[Work order] Read through the data and report every line in which the word "Some" occurs.

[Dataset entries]

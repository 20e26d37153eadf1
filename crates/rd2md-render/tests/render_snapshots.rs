use rd2md_render::render;
use rd_scan::{Argument, Documentation, Method, MethodLink};

#[test]
fn function_markdown() {
    let doc = Documentation {
        is_class: false,
        name: Some("create_experiment".to_string()),
        title: Some("Create Experiment".to_string()),
        description: Some("Create an experiment for logging runs.\n".to_string()),
        usage: Some("create_experiment(name = NULL, workspace = NULL)\n".to_string()),
        args: vec![
            Argument {
                name: "name".to_string(),
                description: "Experiment name".to_string(),
            },
            Argument {
                name: "workspace".to_string(),
                description: "The workspace; see [`Workspace`](./Workspace)".to_string(),
            },
        ],
        value: Some("An `Experiment` object\n".to_string()),
        examples: Some("exp <- create_experiment(\"my-run\")".to_string()),
        method_links: vec![],
        methods: vec![],
    };
    insta::assert_snapshot!(render(&doc));
}

#[test]
fn class_markdown() {
    let doc = Documentation {
        is_class: true,
        name: Some("Experiment".to_string()),
        title: Some("Experiment Class".to_string()),
        description: Some("An experiment tracks a single run.\n".to_string()),
        usage: None,
        args: vec![],
        value: None,
        examples: Some("exp <- Experiment$new()".to_string()),
        method_links: vec![
            MethodLink {
                target: "#method-Experiment-print".to_string(),
                text: "Experiment$print()".to_string(),
            },
            MethodLink {
                target: "#method-Experiment-clone".to_string(),
                text: "Experiment$clone()".to_string(),
            },
        ],
        methods: vec![
            Method {
                link_name: "method-Experiment-print".to_string(),
                method_name: "Method `print()`".to_string(),
                preamble: "Print a summary of the experiment.\n".to_string(),
                usage: "Experiment$print(...)".to_string(),
                arguments: "* `...` ignored\n".to_string(),
                examples: String::new(),
                returns: "The experiment, invisibly.\n".to_string(),
            },
            Method {
                link_name: "method-Experiment-clone".to_string(),
                method_name: "Method `clone()`".to_string(),
                preamble: String::new(),
                usage: "Experiment$clone(deep = FALSE)".to_string(),
                arguments: "* `deep` Whether to make a deep clone.\n".to_string(),
                examples: String::new(),
                returns: String::new(),
            },
        ],
    };
    insta::assert_snapshot!(render(&doc));
}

[Answer space]
        name: Some("create_experiment".to_string()),
        title: Some("Create Experiment".to_string()),
        description: Some("Create an experiment for logging runs.\n".to_string()),
        usage: Some("create_experiment(name = NULL, workspace = NULL)\n".to_string()),
        value: Some("An `Experiment` object\n".to_string()),
        examples: Some("exp <- create_experiment(\"my-run\")".to_string()),
        name: Some("Experiment".to_string()),
        title: Some("Experiment Class".to_string()),
        description: Some("An experiment tracks a single run.\n".to_string()),
        examples: Some("exp <- Experiment$new()".to_string()),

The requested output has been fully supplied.